Exactly as written, print each of the entries.

### Collected data entries

####

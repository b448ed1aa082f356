//! Polyedit Settings Crate
//!
//! Handles editor configuration: hit and close radii, the minimum shape area,
//! modifier key bindings and rendering styles, persisted as TOML or JSON.

pub mod config;
pub mod error;

pub use config::{EditorConfig, GeometrySettings, KeyBindings, StyleSettings};
pub use error::{ConfigError, ConfigResult, SettingsError, SettingsResult};
//! tiny-skia backed render sink and hit-test picking.

use crate::interaction::Handle;
use crate::render::{decode_index, PathCommand, RenderMode, RenderSink, StrokeStyle};
use polyedit_core::{Point, Rgba};
use tiny_skia::{Color, FillRule, Paint, Path, PathBuilder, Pixmap, Stroke, StrokeDash, Transform};

fn to_color(color: Rgba) -> Color {
    Color::from_rgba8(color.r, color.g, color.b, color.a)
}

/// Renders into an owned [`Pixmap`].
///
/// Hit-test pixmaps are drawn without anti-aliasing so every covered pixel
/// carries an exact index colour.
pub struct PixmapSink {
    pixmap: Pixmap,
    transform: Transform,
    anti_alias: bool,
}

impl PixmapSink {
    /// Returns `None` for a zero-sized pixmap.
    pub fn new(width: u32, height: u32, mode: RenderMode) -> Option<Self> {
        Some(Self {
            pixmap: Pixmap::new(width, height)?,
            transform: Transform::identity(),
            anti_alias: mode == RenderMode::View,
        })
    }

    /// Canvas to pixel transform applied to every drawing call.
    pub fn with_transform(mut self, transform: Transform) -> Self {
        self.transform = transform;
        self
    }

    pub fn pixmap(&self) -> &Pixmap {
        &self.pixmap
    }

    pub fn into_pixmap(self) -> Pixmap {
        self.pixmap
    }

    fn paint(&self, color: Rgba) -> Paint<'static> {
        let mut paint = Paint::default();
        paint.set_color(to_color(color));
        paint.anti_alias = self.anti_alias;
        paint
    }

    fn stroke(&mut self, path: &Path, style: &StrokeStyle) {
        let stroke = Stroke {
            width: style.width as f32,
            dash: style
                .dash
                .and_then(|[on, off]| StrokeDash::new(vec![on as f32, off as f32], 0.0)),
            ..Default::default()
        };
        let paint = self.paint(style.color);
        self.pixmap
            .stroke_path(path, &paint, &stroke, self.transform, None);
    }
}

impl RenderSink for PixmapSink {
    fn path(&mut self, commands: &[PathCommand], stroke: &StrokeStyle, fill: Option<Rgba>) {
        let mut pb = PathBuilder::new();
        for command in commands {
            match *command {
                PathCommand::MoveTo(p) => pb.move_to(p.x as f32, p.y as f32),
                PathCommand::LineTo(p) => pb.line_to(p.x as f32, p.y as f32),
                PathCommand::CubicTo(c1, c2, p) => pb.cubic_to(
                    c1.x as f32,
                    c1.y as f32,
                    c2.x as f32,
                    c2.y as f32,
                    p.x as f32,
                    p.y as f32,
                ),
                PathCommand::Close => pb.close(),
            }
        }
        let Some(path) = pb.finish() else {
            return;
        };

        if let Some(fill) = fill {
            let paint = self.paint(fill);
            self.pixmap
                .fill_path(&path, &paint, FillRule::EvenOdd, self.transform, None);
        }
        self.stroke(&path, stroke);
    }

    fn line(&mut self, from: Point, to: Point, stroke: &StrokeStyle) {
        let mut pb = PathBuilder::new();
        pb.move_to(from.x as f32, from.y as f32);
        pb.line_to(to.x as f32, to.y as f32);
        if let Some(path) = pb.finish() {
            self.stroke(&path, stroke);
        }
    }

    fn marker(&mut self, center: Point, radius: f64, color: Rgba) {
        if let Some(path) = PathBuilder::from_circle(center.x as f32, center.y as f32, radius as f32)
        {
            let paint = self.paint(color);
            self.pixmap
                .fill_path(&path, &paint, FillRule::Winding, self.transform, None);
        }
    }
}

/// Decodes the hit-test pixel at `(x, y)` into a handle of a chain with
/// `len` points.
pub fn pick(pixmap: &Pixmap, x: u32, y: u32, len: usize) -> Option<Handle> {
    let pixel = pixmap.pixel(x, y)?;
    let color = Rgba::new(pixel.red(), pixel.green(), pixel.blue(), pixel.alpha());
    Handle::from_index(decode_index(color)?, len)
}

####

### Solved exercise
repository b448ed1aa082f356
//! Polyedit Settings Crate
//!
//! Handles editor configuration: hit and close radii, the minimum shape area,
//! modifier key bindings and rendering styles, persisted as TOML or JSON.

pub mod config;
pub mod error;

pub use config::{EditorConfig, GeometrySettings, KeyBindings, StyleSettings};
pub use error::{ConfigError, ConfigResult, SettingsError, SettingsResult};
//! tiny-skia backed render sink and hit-test picking.

use crate::interaction::Handle;
use crate::render::{decode_index, PathCommand, RenderMode, RenderSink, StrokeStyle};
use polyedit_core::{Point, Rgba};
use tiny_skia::{Color, FillRule, Paint, Path, PathBuilder, Pixmap, Stroke, StrokeDash, Transform};

fn to_color(color: Rgba) -> Color {
    Color::from_rgba8(color.r, color.g, color.b, color.a)
}

/// Renders into an owned [`Pixmap`].
///
/// Hit-test pixmaps are drawn without anti-aliasing so every covered pixel
/// carries an exact index colour.
pub struct PixmapSink {
    pixmap: Pixmap,
    transform: Transform,
    anti_alias: bool,
}

impl PixmapSink {
    /// Returns `None` for a zero-sized pixmap.
    pub fn new(width: u32, height: u32, mode: RenderMode) -> Option<Self> {
        Some(Self {
            pixmap: Pixmap::new(width, height)?,
            transform: Transform::identity(),
            anti_alias: mode == RenderMode::View,
        })
    }

    /// Canvas to pixel transform applied to every drawing call.
    pub fn with_transform(mut self, transform: Transform) -> Self {
        self.transform = transform;
        self
    }

    pub fn pixmap(&self) -> &Pixmap {
        &self.pixmap
    }

    pub fn into_pixmap(self) -> Pixmap {
        self.pixmap
    }

    fn paint(&self, color: Rgba) -> Paint<'static> {
        let mut paint = Paint::default();
        paint.set_color(to_color(color));
        paint.anti_alias = self.anti_alias;
        paint
    }

    fn stroke(&mut self, path: &Path, style: &StrokeStyle) {
        let stroke = Stroke {
            width: style.width as f32,
            dash: style
                .dash
                .and_then(|[on, off]| StrokeDash::new(vec![on as f32, off as f32], 0.0)),
            ..Default::default()
        };
        let paint = self.paint(style.color);
        self.pixmap
            .stroke_path(path, &paint, &stroke, self.transform, None);
    }
}

impl RenderSink for PixmapSink {
    fn path(&mut self, commands: &[PathCommand], stroke: &StrokeStyle, fill: Option<Rgba>) {
        let mut pb = PathBuilder::new();
        for command in commands {
            match *command {
                PathCommand::MoveTo(p) => pb.move_to(p.x as f32, p.y as f32),
                PathCommand::LineTo(p) => pb.line_to(p.x as f32, p.y as f32),
                PathCommand::CubicTo(c1, c2, p) => pb.cubic_to(
                    c1.x as f32,
                    c1.y as f32,
                    c2.x as f32,
                    c2.y as f32,
                    p.x as f32,
                    p.y as f32,
                ),
                PathCommand::Close => pb.close(),
            }
        }
        let Some(path) = pb.finish() else {
            return;
        };

        if let Some(fill) = fill {
            let paint = self.paint(fill);
            self.pixmap
                .fill_path(&path, &paint, FillRule::EvenOdd, self.transform, None);
        }
        self.stroke(&path, stroke);
    }

    fn line(&mut self, from: Point, to: Point, stroke: &StrokeStyle) {
        let mut pb = PathBuilder::new();
        pb.move_to(from.x as f32, from.y as f32);
        pb.line_to(to.x as f32, to.y as f32);
        if let Some(path) = pb.finish() {
            self.stroke(&path, stroke);
        }
    }

    fn marker(&mut self, center: Point, radius: f64, color: Rgba) {
        if let Some(path) = PathBuilder::from_circle(center.x as f32, center.y as f32, radius as f32)
        {
            let paint = self.paint(color);
            self.pixmap
                .fill_path(&path, &paint, FillRule::Winding, self.transform, None);
        }
    }
}

/// Decodes the hit-test pixel at `(x, y)` into a handle of a chain with
/// `len` points.
pub fn pick(pixmap: &Pixmap, x: u32, y: u32, len: usize) -> Option<Handle> {
    let pixel = pixmap.pixel(x, y)?;
    let color = Rgba::new(pixel.red(), pixel.green(), pixel.blue(), pixel.alpha());
    Handle::from_index(decode_index(color)?, len)
}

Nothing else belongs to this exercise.